Radioluminescence (RL) behaviour of erbium-doped yttria nanoparticles (Y₂O₃:Er³⁺ NPs) which were produced by sol-gel method was reported for future scintillator applications. NPs with dopant rates of 1at%, 5at%, 10at% and 20at% Er were produced and calcined at 800°C, and effect of increased calcination temperature (1100°C) on the RL behaviour was also reported. X-ray diffraction (XRD) results showed that all phosphors had the cubic Y₂O₃ bixbyite-type structure. The lattice parameters, crystallite sizes (CS), and lattice strain values were calculated by Cohen-Wagner (C-W) and Williamson-Hall (W-H) methods, respectively. Additionally, the optimum solubility value of the Er³⁺ dopant ion in the Y₂O₃ host lattice was calculated to be approximately 4at% according to Vegard’s law, which was experimentally obtained from the 5at% Er³⁺ ion containing solution. Both peak shifts in XRD patterns and X-ray photoelectron spectroscopy (XPS) analyses confirmed that Er³⁺ dopant ions were successfully incorporated into the Y₂O₃ host structure. High-resolution transmission electron microscopy (HRTEM) results verified the average CS values and agglomerated NPs morphologies were revealed. Scanning electron microscopy (SEM) results showed the neck formation between the particles due to increased calcination temperature. As a result of the RL measurements under a Cu K_α X-ray radiation (wavelength, λ = 0.154 nm) source with 50 kV and 10 mA beam current, it was determined that the highest RL emission belonged to 5at% Er doped sample.

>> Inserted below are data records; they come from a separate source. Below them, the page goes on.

impl Supervisor {
    pub(crate) fn new(
        shared: Arc<Shared>,
        buses: Buses,
        control_tx: mpsc::UnboundedSender<ControlMsg>,
        control: mpsc::UnboundedReceiver<ControlMsg>,
        task_pool: Option<TaskPool>,
    ) -> Self {
        let (exits_tx, exits) = mpsc::unbounded_channel();
        let worker_num = shared.config.effective_worker_num();
        let next_ephemeral_id = worker_num + shared.config.task_worker_num;
        Self {
            shared,
            buses,
            control_tx,
            control,
            exits_tx,
            exits,
            workers: HashMap::new(),
            task_workers: HashMap::new(),
            task_pool,
            worker_num,
            generation: 0,
            next_instance: 0,
            next_ephemeral_id,
            reload: None,
            shutdown: None,
        }
    }

    fn publish(&self, event: &mut Event) {
        let mut ctx = Context::manager(&self.shared, &self.buses);
        if let Err(err) = self.buses.main().publish(event, &mut ctx) {
            crate::log_error!("{} handler failed: {}", event.kind(), err);
        }
    }

    /// Publish ManagerStart and start every worker.
    pub(crate) fn start(&mut self) -> io::Result<()> {
        self.publish(&mut ManagerStartEvent::new().into_event());

        let task_worker_num = self.shared.config.task_worker_num;
        for offset in 0..task_worker_num {
            self.spawn_task_worker(self.worker_num + offset)?;
        }
        for worker_id in 0..self.worker_num {
            let sender = self.spawn_worker(worker_id, false, None);
            self.shared.router.insert(worker_id, sender);
        }
        Ok(())
    }

    fn spawn_worker(&mut self, worker_id: usize, ephemeral: bool, first: Option<Incoming>) -> WorkerSender {
        let (sender, inbox) = mpsc::unbounded_channel();
        if let Some(incoming) = first {
            let _ = sender.send(WorkerInput::Accept(incoming));
        }
        let reactor = Reactor::new(
            worker_id,
            Arc::clone(&self.shared),
            self.buses.fork(),
            sender.clone(),
            inbox,
            ephemeral,
        );

        self.next_instance += 1;
        let instance = self.next_instance;
        let exits = self.exits_tx.clone();
        let task = tokio::spawn(async move {
            let (exit_code, signal) = match AssertUnwindSafe(reactor.run()).catch_unwind().await {
                Ok(Ok(())) => (0, 0),
                Ok(Err(_)) => (1, 0),
                Err(_) => (255, 6),
            };
            let _ = exits.send(ExitNotice {
                worker_id,
                instance,
                task_worker: false,
                exit_code,
                signal,
            });
        });

        self.workers.insert(
            instance,
            WorkerSlot {
                worker_id,
                generation: self.generation,
                sender: sender.clone(),
                abort: task.abort_handle(),
                ephemeral,
                stopping: false,
                retiring: false,
                waiters: Vec::new(),
            },
        );
        sender
    }

    fn spawn_task_worker(&mut self, worker_id: usize) -> io::Result<()> {
        self.next_instance += 1;
        let instance = self.next_instance;
        let Some(pool) = self.task_pool.as_ref() else {
            return Ok(());
        };
        pool.spawn(
            worker_id,
            instance,
            Arc::clone(&self.shared),
            self.buses.fork(),
            self.exits_tx.clone(),
        )?;
        self.task_workers.insert(worker_id, instance);
        Ok(())
    }

    /// Handle requests and exits until every worker is gone after a StopAll
    pub(crate) async fn run(mut self) {
        loop {
            tokio::select! {
                Some(msg) = self.control.recv() => self.on_control(msg),
                Some(exit) = self.exits.recv() => self.on_exit(exit),
                else => break,
            }
            if self.shutdown_complete() {
                break;
            }
        }

        self.publish(&mut ManagerStopEvent::new().into_event());
        if let Some(reply) = self.shutdown.as_mut().and_then(|s| s.reply.take()) {
            let _ = reply.send(());
        }
    }

    fn schedule(&self, delay: Duration, msg: ControlMsg) {
        let control = self.control_tx.clone();
        tokio::spawn(async move {
            tokio::time::sleep(delay).await;
            let _ = control.send(msg);
        });
    }

    fn on_control(&mut self, msg: ControlMsg) {
        match msg {
            ControlMsg::Stop {
                worker_id,
                wait,
                reply,
            } => self.stop_worker(worker_id, wait, reply),
            ControlMsg::StopAll { wait, reply } => self.stop_all(wait, reply),
            ControlMsg::Reload { reply } => self.begin_reload(reply),
            ControlMsg::SpawnEphemeral(incoming) => {
                if self.shutdown.is_some() {
                    return;
                }
                let worker_id = self.next_ephemeral_id;
                self.next_ephemeral_id += 1;
                let sender = self.spawn_worker(worker_id, true, Some(incoming));
                self.shared.router.insert(worker_id, sender);
            }
            ControlMsg::GraceExpired { instance } => self.terminate(instance),
            ControlMsg::ReloadGraceExpired { generation } => {
                let Some(reload) = self.reload.as_ref() else {
                    return;
                };
                if reload.generation != generation {
                    return;
                }
                let outstanding: Vec<u64> = reload.outstanding.iter().copied().collect();
                for instance in outstanding {
                    self.terminate(instance);
                }
                self.finish_reload();
            }
            ControlMsg::TaskGraceExpired => {
                if self.shutdown.is_none() {
                    return;
                }
                let grace = self.shared.config.stop_grace();
                for worker_id in self.task_workers.keys() {
                    logging::log_worker_terminated(*worker_id, grace);
                }
                // threads cannot be cancelled; they are detached
                self.task_workers.clear();
            }
        }
    }

    fn stop_worker(&mut self, worker_id: usize, wait: bool, reply: Option<Reply>) {
        let found = self
            .workers
            .iter_mut()
            .find(|(_, slot)| slot.worker_id == worker_id && !slot.retiring);
        let Some((&instance, slot)) = found else {
            if let Some(reply) = reply {
                let _ = reply.send(Err(WorkerError::NotFound(worker_id)));
            }
            return;
        };
        if let Some(reply) = reply {
            slot.waiters.push(reply);
        }
        if slot.stopping {
            return;
        }
        slot.stopping = true;
        let _ = slot.sender.send(WorkerInput::Stop);
        self.shared.router.remove(worker_id);
        if !wait {
            self.schedule(self.shared.config.stop_grace(), ControlMsg::GraceExpired { instance });
        }
    }

    fn stop_all(&mut self, wait: bool, reply: oneshot::Sender<()>) {
        self.shutdown = Some(ShutdownState {
            reply: Some(reply),
            tasks_closed: false,
        });
        self.shared.router.replace(BTreeMap::new());

        let grace = self.shared.config.stop_grace();
        let mut deadlines = Vec::new();
        for (instance, slot) in self.workers.iter_mut() {
            if !slot.stopping && !slot.retiring {
                slot.stopping = true;
                let _ = slot.sender.send(WorkerInput::Stop);
            }
            if !wait {
                deadlines.push(*instance);
            }
        }
        for instance in deadlines {
            self.schedule(grace, ControlMsg::GraceExpired { instance });
        }
    }

    fn begin_reload(&mut self, reply: Option<Reply>) {
        let refuse = if self.shutdown.is_some() {
            Some(WorkerError::NotRunning)
        } else if self.reload.is_some() {
            Some(WorkerError::ReloadInProgress)
        } else {
            None
        };
        if let Some(err) = refuse {
            if let Some(reply) = reply {
                let _ = reply.send(Err(err));
            }
            return;
        }

        self.publish(&mut BeforeReloadEvent::new().into_event());
        crate::log_info!("reloading {} event workers", self.worker_num);

        let retiring: Vec<(u64, usize, WorkerSender)> = self
            .workers
            .iter()
            .filter(|(_, slot)| !slot.ephemeral && !slot.stopping && !slot.retiring)
            .map(|(instance, slot)| (*instance, slot.worker_id, slot.sender.clone()))
            .collect();

        self.generation += 1;
        let mut fresh = BTreeMap::new();
        for worker_id in 0..self.worker_num {
            fresh.insert(worker_id, self.spawn_worker(worker_id, false, None));
        }
        self.shared.router.replace(fresh.clone());

        let mut outstanding = HashSet::new();
        for (instance, worker_id, sender) in retiring {
            let successor = fresh.get(&worker_id).or_else(|| fresh.values().next()).cloned();
            let input = match successor {
                Some(successor) => WorkerInput::Retire { successor },
                None => WorkerInput::Stop,
            };
            if let Some(slot) = self.workers.get_mut(&instance) {
                slot.retiring = true;
            }
            let _ = sender.send(input);
            outstanding.insert(instance);
        }

        self.reload = Some(ReloadState {
            generation: self.generation,
            outstanding,
            reply,
        });
        if self.reload.as_ref().map_or(true, |r| r.outstanding.is_empty()) {
            self.finish_reload();
        } else {
            self.schedule(
                self.shared.config.reload_grace(),
                ControlMsg::ReloadGraceExpired {
                    generation: self.generation,
                },
            );
        }
    }

    fn finish_reload(&mut self) {
        let Some(reload) = self.reload.take() else {
            return;
        };
        self.publish(&mut AfterReloadEvent::new().into_event());
        crate::log_info!("reload complete");
        if let Some(reply) = reload.reply {
            let _ = reply.send(Ok(()));
        }
    }

    /// Forcibly end a worker whose grace period ran out
    fn terminate(&mut self, instance: u64) {
        let Some(slot) = self.workers.get(&instance) else {
            return;
        };
        slot.abort.abort();
        let worker_id = slot.worker_id;
        logging::log_worker_terminated(worker_id, self.shared.config.stop_grace());
        let (exit_code, signal) = TERMINATED;
        self.on_exit(ExitNotice {
            worker_id,
            instance,
            task_worker: false,
            exit_code,
            signal,
        });
    }

    fn on_exit(&mut self, notice: ExitNotice) {
        let ExitNotice {
            worker_id,
            instance,
            task_worker,
            exit_code,
            signal,
        } = notice;

        if task_worker {
            if self.task_workers.get(&worker_id) != Some(&instance) {
                return;
            }
            self.task_workers.remove(&worker_id);
            logging::log_worker_exit(worker_id, exit_code, signal);
            if self.shutdown.is_some() {
                return;
            }
            if exit_code != 0 || signal != 0 {
                self.report_crash(worker_id, true, exit_code, signal);
            }
            if self.shared.config.respawn.should_respawn(exit_code, signal) {
                if let Err(e) = self.spawn_task_worker(worker_id) {
                    crate::log_error!("failed to respawn task worker {}: {}", worker_id, e);
                }
            }
            return;
        }

        let Some(slot) = self.workers.remove(&instance) else {
            return;
        };
        logging::log_worker_exit(worker_id, exit_code, signal);
        let terminated = (exit_code, signal) == TERMINATED;
        if (exit_code != 0 || signal != 0) && !terminated {
            self.report_crash(worker_id, false, exit_code, signal);
        }
        for waiter in slot.waiters {
            let _ = waiter.send(Ok(()));
        }

        if slot.retiring {
            let finished = match self.reload.as_mut() {
                Some(reload) => {
                    reload.outstanding.remove(&instance);
                    reload.outstanding.is_empty()
                }
                None => false,
            };
            if finished {
                self.finish_reload();
            }
            return;
        }
        if slot.ephemeral {
            self.shared.router.remove(worker_id);
            return;
        }
        if self.shutdown.is_some() || slot.generation != self.generation {
            return;
        }
        if self.shared.config.respawn.should_respawn(exit_code, signal) {
            let sender = self.spawn_worker(worker_id, false, None);
            self.shared.router.insert(worker_id, sender);
        } else {
            self.shared.router.remove(worker_id);
        }
    }

    fn report_crash(&self, worker_id: usize, task_worker: bool, exit_code: i32, signal: i32) {
        #[cfg(feature = "metrics")]
        metrics::counter!("gyre_worker_crashes_total").increment(1);

        let worker = WorkerInfo {
            worker_id,
            task_worker,
        };
        self.publish(&mut WorkerErrorEvent::new(worker, exit_code, signal).into_event());
    }

    /// True once a StopAll has seen every worker exit
    fn shutdown_complete(&mut self) -> bool {
        let Some(shutdown) = self.shutdown.as_mut() else {
            return false;
        };
        if !self.workers.is_empty() {
            return false;
        }
        if !shutdown.tasks_closed {
            shutdown.tasks_closed = true;
            if let Some(queue) = self.shared.tasks.as_ref() {
                queue.close();
            }
            if !self.task_workers.is_empty() {
                let control = self.control_tx.clone();
                let grace = self.shared.config.stop_grace();
                tokio::spawn(async move {
                    tokio::time::sleep(grace).await;
                    let _ = control.send(ControlMsg::TaskGraceExpired);
                });
            }
        }
        self.task_workers.is_empty()
    }
}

In the RL emission spectrum, the emission peaks were observed in the wavelength ranges of 510–575 nm (²H_11/2, ⁴S_3/2-⁴I_15/2; green emission) and 645–690 nm (⁴F_9/2-⁴I_15/2; red emission). The emission peaks at 581, 583, 587, 593, 601, 611 and 632 nm wavelengths were also detected. It was found that both dopant rate and calcination temperature affected the RL emission intensity. The color shifted from red to green with increasing calcination temperature which was attributed to the increased crystallinity and reduced crystal defects.

据报道，通过溶胶-凝胶法制备的掺-氧化钇纳米颗粒（Y ₂ O ₃：Er ³⁺ NPs）的放射发光（RL）行为可用于未来的闪烁体应用。产生了掺杂率为1at％，5at％，10at％和20at％Er的NP，并在800°C下煅烧，并且还报道了煅烧温度（1100°C）升高对RL行为的影响。X射线衍射（XRD）结果表明，所有荧光粉均具有立方Y ₂ O _3的方铁矿型结构。分别通过Cohen-Wagner（CW）和Williamson-Hall（WH）方法计算晶格参数，微晶尺寸（CS）和晶格应变值。另外，Er ³⁺的最佳溶解度值根据Vegard定律，Y ₂ O ₃主晶格中的掺杂离子约为4at％，这是从含5at％Er ³⁺离子的溶液中通过实验获得的。XRD图谱的峰位移和X射线光电子能谱（XPS）分析都证实Er ³⁺掺杂离子已成功地掺入Y ₂ O ₃主体结构中。高分辨率透射电子显微镜（HRTEM）结果验证了平均CS值和凝聚的NPs形态被揭示。扫描电子显微镜（SEM）结果表明，由于煅烧温度升高，在颗粒之间形成了颈状结构。作为在Cu K下的RL测量的结果_α的X射线辐射（波长λ = 0.154纳米）源50千伏及10毫安束电流，它被确定最高RL发射属于5原子％掺铒样品。在RL发射光谱中，在510-575 nm（² H ₁₁ / ^2，4 S ₃ / ^2-4 I _15/2 ;绿色发射）和645-690 nm（⁴ F ₉ / ^2-4我_15/2; 红色发射）。还检测到在581、583、587、593、601、611和632 nm波长处的发射峰。发现掺杂速率和煅烧温度均影响RL发射强度。随着煅烧温度的升高，颜色从红色变为绿色，这归因于结晶度的增加和晶体缺陷的减少。